# Linear forest

In graph theory, a branch of mathematics, a linear forest is a kind of forest formed from the disjoint union of path graphs. It is an undirected graph with no cycles in which every vertex has degree at most two. Linear forests are the same thing as claw-free forests. They are the graphs whose Colin de Verdière graph invariant is at most 1.[1]

The linear arboricity of a graph is the minimum number of linear forests into which the graph can be partitioned. For a graph of maximum degree ${\displaystyle \Delta }$, the linear arboricity is always at least ${\displaystyle \lceil \Delta /2\rceil }$, and it is conjectured that it is always at most ${\displaystyle \lfloor (\Delta +1)/2\rfloor }$.[2]

A linear coloring of a graph is a proper graph coloring in which the induced subgraph formed by each two colors is a linear forest. The linear chromatic number of a graph is the smallest number of colors used by any linear coloring. The linear chromatic number is at most proportional to ${\displaystyle \Delta ^{3/2}}$, and there exist graphs for which it is at least proportional to this quantity.[3]

## References

1. ^ van der Holst, Hein; Lovász, László; Schrijver, Alexander (1999), "The Colin de Verdière graph parameter", Graph Theory and Combinatorial Biology (Balatonlelle, 1996), Bolyai Soc. Math. Stud., 7, Budapest: János Bolyai Math.
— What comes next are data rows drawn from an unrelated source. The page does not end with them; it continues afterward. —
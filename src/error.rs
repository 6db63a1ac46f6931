//! Configuration errors that abort a run before anything is written

use std::path::PathBuf;
use thiserror::Error;

#[derive(Error, Debug)]
pub enum RewriteError {
    #[error("Passed in CSV file path `{}` does not exist (or you don't have access).", .0.display())]
    CsvNotFound(PathBuf),

    #[error("Passed in output directory `{}` does not exist (or you don't have access).", .0.display())]
    OutputDirNotFound(PathBuf),

    #[error("Invalid config file {path}: {message}")]
    InvalidConfig { path: PathBuf, message: String },
}
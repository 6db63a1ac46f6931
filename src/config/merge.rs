//! Merge command-line overrides with file configuration

use super::FileConfig;
use crate::domain::ExecutionConfig;
use std::path::PathBuf;

/// Values taken from the command line. `None`/`false` means "not given".
#[derive(Debug, Clone, Default)]
pub struct CliOverrides {
    pub csv_path: Option<PathBuf>,
    pub output_directory: Option<PathBuf>,
    pub separate_config_files: bool,
    pub catch_all_url: Option<String>,
}

/// Build the run configuration. Returns `None` when the CSV path or the output
/// directory is missing.
pub fn merge_cli_with_config(file: FileConfig, cli: CliOverrides) -> Option<ExecutionConfig> {
    let csv_path = cli.csv_path.filter(|p| !p.as_os_str().is_empty())?;
    let output_directory = cli.output_directory.filter(|p| !p.as_os_str().is_empty())?;

    let catch_all_destination_url =
        cli.catch_all_url.or(file.catch_all_url).filter(|url| !url.is_empty());

    Some(ExecutionConfig {
        csv_path,
        output_directory,
        separate_config_files: cli.separate_config_files || file.separate_config_files,
        catch_all_destination_url,
    })
}

#[cfg(test)]
mod tests {
    use super::*;

    fn overrides() -> CliOverrides {
        CliOverrides {
            csv_path: Some(PathBuf::from("in.csv")),
            output_directory: Some(PathBuf::from("out")),
            ..CliOverrides::default()
        }
    }

    #[test]
    fn test_requires_csv_and_output() {
        assert!(merge_cli_with_config(FileConfig::default(), CliOverrides::default()).is_none());

        let mut cli = overrides();
        cli.output_directory = None;
        assert!(merge_cli_with_config(FileConfig::default(), cli).is_none());

        let mut cli = overrides();
        cli.csv_path = Some(PathBuf::new());
        assert!(merge_cli_with_config(FileConfig::default(), cli).is_none());
    }

    #[test]
    fn test_defaults() {
        let cfg = merge_cli_with_config(FileConfig::default(), overrides()).expect("config");
        assert_eq!(cfg.csv_path, PathBuf::from("in.csv"));
        assert_eq!(cfg.output_directory, PathBuf::from("out"));
        assert!(!cfg.separate_config_files);
        assert!(cfg.catch_all_destination_url.is_none());
    }

    #[test]
    fn test_cli_wins_over_file() {
        let file = FileConfig {
            separate_config_files: false,
            catch_all_url: Some("http://file.com".into()),
        };
        let mut cli = overrides();
        cli.catch_all_url = Some("http://cli.com".into());
        cli.separate_config_files = true;

        let cfg = merge_cli_with_config(file, cli).expect("config");
        assert_eq!(cfg.catch_all_destination_url.as_deref(), Some("http://cli.com"));
        assert!(cfg.separate_config_files);
    }

    #[test]
    fn test_file_fills_gaps() {
        let file = FileConfig {
            separate_config_files: true,
            catch_all_url: Some("http://file.com".into()),
        };
        let cfg = merge_cli_with_config(file, overrides()).expect("config");
        assert_eq!(cfg.catch_all_destination_url.as_deref(), Some("http://file.com"));
        assert!(cfg.separate_config_files);
    }

    #[test]
    fn test_empty_catch_all_is_unset() {
        let mut cli = overrides();
        cli.catch_all_url = Some(String::new());
        let cfg = merge_cli_with_config(FileConfig::default(), cli).expect("config");
        assert!(cfg.catch_all_destination_url.is_none());
    }
}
Soc., pp. 29–85.
2. ^ Alon, N. (1988), "The linear arboricity of graphs", Israel Journal of Mathematics, 62 (3): 311–325, CiteSeerX 10.1.1.163.1965, doi:10.1007/BF02783300, MR 0955135 CS1 maint: discouraged parameter (link).
3. ^ Yuster, Raphael (1998), "Linear coloring of graphs", Discrete Mathematics, 185 (1–3): 293–297, doi:10.1016/S0012-365X(97)00209-4, MR 1614290.